If you are a victim of investment misconduct by your stockbroker and come to learn that he or she may have sold you an investment that was not approved by the brokerage firm, you may have a claim against the firm for what is known as selling away.
Selling away is when a broker solicits investors to purchase securities or investments that are not held, offered, or approved by a brokerage firm.
What would motivate a broker to sell an investment that’s not approved by the firm? Money. More specifically, commissions. Since the investment is not on the approved product list, the broker does not have to share the commission with the brokerage firm.

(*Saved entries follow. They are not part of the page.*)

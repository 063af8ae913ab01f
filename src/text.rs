//! Loading keys from free-form text, such as a line typed by a user or the
//! contents of a file.
//!
//! Every run of ASCII digits is one key and everything else separates keys,
//! so `"1, 2 3;4"` holds four keys. A `-` is a separator like any other
//! character, which means negative numbers can't be written this way.
//!
//! # Examples
//!
//! ```
//! use rbtree::red_black::Tree;
//!
//! let mut tree = Tree::new();
//! let inserted = tree.insert_text("50, 30 70\n20").unwrap();
//!
//! assert_eq!(inserted, 4);
//! assert!(tree.contains(70));
//! ```

use log::debug;
use thiserror::Error;

use crate::red_black::Tree;

/// A run of digits in the text couldn't be turned into a key.
#[derive(Debug, Clone, PartialEq, Eq, Error)]
pub enum ParseKeysError {
    /// The digits describe a number larger than `i32::MAX`.
    #[error("{digits} is too large to be a key")]
    Overflow {
        /// The offending run of digits.
        digits: String,
    },
}

/// Yields every key in `text`, in the order they appear.
///
/// # Examples
///
/// ```
/// use rbtree::text::{parse_keys, ParseKeysError};
///
/// let keys: Result<Vec<_>, _> = parse_keys("7,8 , 9x10").collect();
/// assert_eq!(keys, Ok(vec![7, 8, 9, 10]));
///
/// let mut keys = parse_keys("1 99999999999");
/// assert_eq!(keys.next(), Some(Ok(1)));
/// assert!(matches!(keys.next(), Some(Err(ParseKeysError::Overflow { .. }))));
/// ```
pub fn parse_keys(text: &str) -> impl Iterator<Item = Result<i32, ParseKeysError>> + '_ {
    text.split(|c: char| !c.is_ascii_digit())
        .filter(|digits| !digits.is_empty())
        .map(|digits| {
            digits.parse::<i32>().map_err(|_| ParseKeysError::Overflow {
                digits: digits.to_string(),
            })
        })
}

impl Tree {
    /// Inserts every key found in `text` (see [`parse_keys`]) and returns how
    /// many were inserted. Stops at the first run of digits that isn't a valid
    /// key; the keys before it stay inserted.
    pub fn insert_text(&mut self, text: &str) -> Result<usize, ParseKeysError> {
        let mut inserted = 0;
        for key in parse_keys(text) {
            self.insert(key?);
            inserted += 1;
        }
        debug!("inserted {inserted} keys from text");
        Ok(inserted)
    }
}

Unfortunately, most cases of selling away that we see in our office involve private placements, promissory notes, and other non-public investments that end up resulting in substantial investment losses. As a general rule, selling away is a violation of the securities laws and typically, the outside investment itself, may be fraudulent.
When selling away happens, it may be an indication that the brokerage firm failed to adequately supervise the broker. Although the firm may claim to be unaware that one of its brokers is offering unapproved outside investments, brokerage firms do have a basic duty to properly supervise the actions of their employees. In the case of selling away, it may be possible to hold the brokerage firm responsible for the losses sustained by victims of stockbroker misconduct or fraud if the firm failed to adequately supervise its broker.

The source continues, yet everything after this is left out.